Effect of Flavopiridol on Cell Cycle, Apoptosis and Biomolecule Structure Changes in Breast Cancer Stem Cells

Abstract

Objective: Cancer stem cells (CSCs) are a small population in cancer, which are responsible for therapeutic resistance, relapse and metastasis. Flavopiridol has antitumor activity against various types of cancer cells. The mechanism of action of flavopiridol on CD44+/CD24- breast CSCs has not yet been fully elucidated. The aim of this study was to evaluate the mechanism of action of flavopiridol on breast CSCs (BCSC) in terms of apoptosis, cell cycle and biomolecular changes. Methods: In human breast cancer, cells with CD44+/CD24-markers were isolated from MCF-7 cell line using flow cytometry. The induction of apoptosis was investigated by Annexin-V. The effect of flavopiridol on cell cycle arrest was determined and the percent of cell populations at G0/G1, S and G2/M cycles were identified.
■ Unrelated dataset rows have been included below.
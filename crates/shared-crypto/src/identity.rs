//! # RSA Identity Keys
//!
//! Minion identity keys: RSA-PSS (SHA-256) signatures prove possession of
//! the private key during the handshake, and RSA-OAEP (SHA-256) wraps the
//! per-session AES key for delivery.
//!
//! ## Security Properties
//!
//! - Signing uses blinding (`BlindedSigningKey`)
//! - Public keys below a caller-chosen modulus floor are refused before any
//!   other use via [`RsaPublicKey::ensure_min_bits`]

use crate::hashing::fingerprint;
use crate::CryptoError;
use rsa::pkcs8::{DecodePrivateKey, DecodePublicKey, EncodePrivateKey, EncodePublicKey, LineEnding};
use rsa::pss::{BlindedSigningKey, Signature, VerifyingKey};
use rsa::signature::{RandomizedSigner, SignatureEncoding, Verifier};
use rsa::traits::PublicKeyParts;
use rsa::Oaep;
use sha2::Sha256;
use zeroize::Zeroizing;

/// Default modulus size for newly generated identity keys.
pub const DEFAULT_RSA_BITS: usize = 2048;

/// RSA public key of a minion.
#[derive(Clone, PartialEq, Eq)]
pub struct RsaPublicKey(rsa::RsaPublicKey);

impl RsaPublicKey {
    /// Parse a SubjectPublicKeyInfo PEM document.
    pub fn from_pem(pem: &str) -> Result<Self, CryptoError> {
        rsa::RsaPublicKey::from_public_key_pem(pem.trim())
            .map(Self)
            .map_err(|e| CryptoError::InvalidPublicKey(e.to_string()))
    }

    /// Encode as SubjectPublicKeyInfo PEM with LF line endings.
    pub fn to_pem(&self) -> Result<String, CryptoError> {
        self.0
            .to_public_key_pem(LineEnding::LF)
            .map_err(|e| CryptoError::InvalidPublicKey(e.to_string()))
    }

    /// Modulus size in bits.
    #[must_use]
    pub fn bits(&self) -> usize {
        self.0.size() * 8
    }

    /// Refuse keys whose modulus is below `min_bits`.
    pub fn ensure_min_bits(&self, min_bits: usize) -> Result<(), CryptoError> {
        let bits = self.bits();
        if bits < min_bits {
            return Err(CryptoError::KeyTooSmall { bits, min_bits });
        }
        Ok(())
    }

    /// Verify an RSA-PSS (SHA-256) signature over `message`.
    pub fn verify(&self, message: &[u8], signature: &[u8]) -> Result<(), CryptoError> {
        let signature =
            Signature::try_from(signature).map_err(|_| CryptoError::InvalidSignatureFormat)?;
        VerifyingKey::<Sha256>::new(self.0.clone())
            .verify(message, &signature)
            .map_err(|_| CryptoError::SignatureVerificationFailed)
    }

    /// Wrap a symmetric key with RSA-OAEP (SHA-256).
    pub fn wrap_key(&self, key: &[u8]) -> Result<Vec<u8>, CryptoError> {
        self.0
            .encrypt(&mut rand::thread_rng(), Oaep::new::<Sha256>(), key)
            .map_err(|e| CryptoError::EncryptionFailed(e.to_string()))
    }

    /// SHA-256 fingerprint of the DER encoding.
    pub fn fingerprint(&self) -> Result<String, CryptoError> {
        let der = self
            .0
            .to_public_key_der()
            .map_err(|e| CryptoError::InvalidPublicKey(e.to_string()))?;
        Ok(fingerprint(der.as_bytes()))
    }
}

impl std::fmt::Debug for RsaPublicKey {
    fn fmt(&self, f: &mut std::fmt::Formatter<'_>) -> std::fmt::Result {
        write!(f, "RsaPublicKey({} bits)", self.bits())
    }
}

/// RSA key pair held by a minion.
#[derive(Clone)]
pub struct RsaKeyPair {
    private: rsa::RsaPrivateKey,
    public: RsaPublicKey,
}

impl RsaKeyPair {
    /// Generate a fresh key pair.
    pub fn generate(bits: usize) -> Result<Self, CryptoError> {
        let private = rsa::RsaPrivateKey::new(&mut rand::thread_rng(), bits)
            .map_err(|e| CryptoError::KeyGenerationFailed(e.to_string()))?;
        Ok(Self::from_private(private))
    }

    /// Load a PKCS#8 PEM private key.
    pub fn from_pkcs8_pem(pem: &str) -> Result<Self, CryptoError> {
        let private = rsa::RsaPrivateKey::from_pkcs8_pem(pem.trim())
            .map_err(|e| CryptoError::InvalidPrivateKey(e.to_string()))?;
        Ok(Self::from_private(private))
    }

    /// Encode the private key as PKCS#8 PEM.
    pub fn to_pkcs8_pem(&self) -> Result<Zeroizing<String>, CryptoError> {
        self.private
            .to_pkcs8_pem(LineEnding::LF)
            .map_err(|e| CryptoError::InvalidPrivateKey(e.to_string()))
    }

    fn from_private(private: rsa::RsaPrivateKey) -> Self {
        let public = RsaPublicKey(rsa::RsaPublicKey::from(&private));
        Self { private, public }
    }

    /// Public half.
    #[must_use]
    pub fn public_key(&self) -> &RsaPublicKey {
        &self.public
    }

    /// Sign `message` with RSA-PSS (SHA-256).
    #[must_use]
    pub fn sign(&self, message: &[u8]) -> Vec<u8> {
        BlindedSigningKey::<Sha256>::new(self.private.clone())
            .sign_with_rng(&mut rand::thread_rng(), message)
            .to_vec()
    }

    /// Unwrap an RSA-OAEP (SHA-256) wrapped key.
    pub fn unwrap_key(&self, wrapped: &[u8]) -> Result<Zeroizing<Vec<u8>>, CryptoError> {
        self.private
            .decrypt(Oaep::new::<Sha256>(), wrapped)
            .map(Zeroizing::new)
            .map_err(|_| CryptoError::DecryptionFailed)
    }
}

impl std::fmt::Debug for RsaKeyPair {
    fn fmt(&self, f: &mut std::fmt::Formatter<'_>) -> std::fmt::Result {
        f.debug_struct("RsaKeyPair")
            .field("public", &self.public)
            .finish_non_exhaustive()
    }
}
The effect of the drug on three-dimensional cell cultures was investigated using a multicellular tumor spheroid model. In addition, the effect of flavopiridol on biomolecules has been evaluated using Fourier transform infrared (FTIR) spectroscopy, which has recently been used effectively in various scientific fields. Results: Flavopiridol especially induced early apoptosis. Cell cycle analyses revealed that flavopiridol induced cell cycle arrest in G0/G1 phase. Decreased number and diameter of spheroids was observed following flavopiridol treatment. ATR-FTIR data showed that treatment with flavopiridol led to significant changes in nucleic acids. Conclusion: According to the data obtained in this study, flavopiridol exhibits anticancer effects by altering the structure/expression level of nucleic acids and changing cell cycle progression and inducing apoptosis. These finding reveals that flavopiridol can be an effective antitumor agent for the treatment of breast cancer after in vivo and phase studies are completed.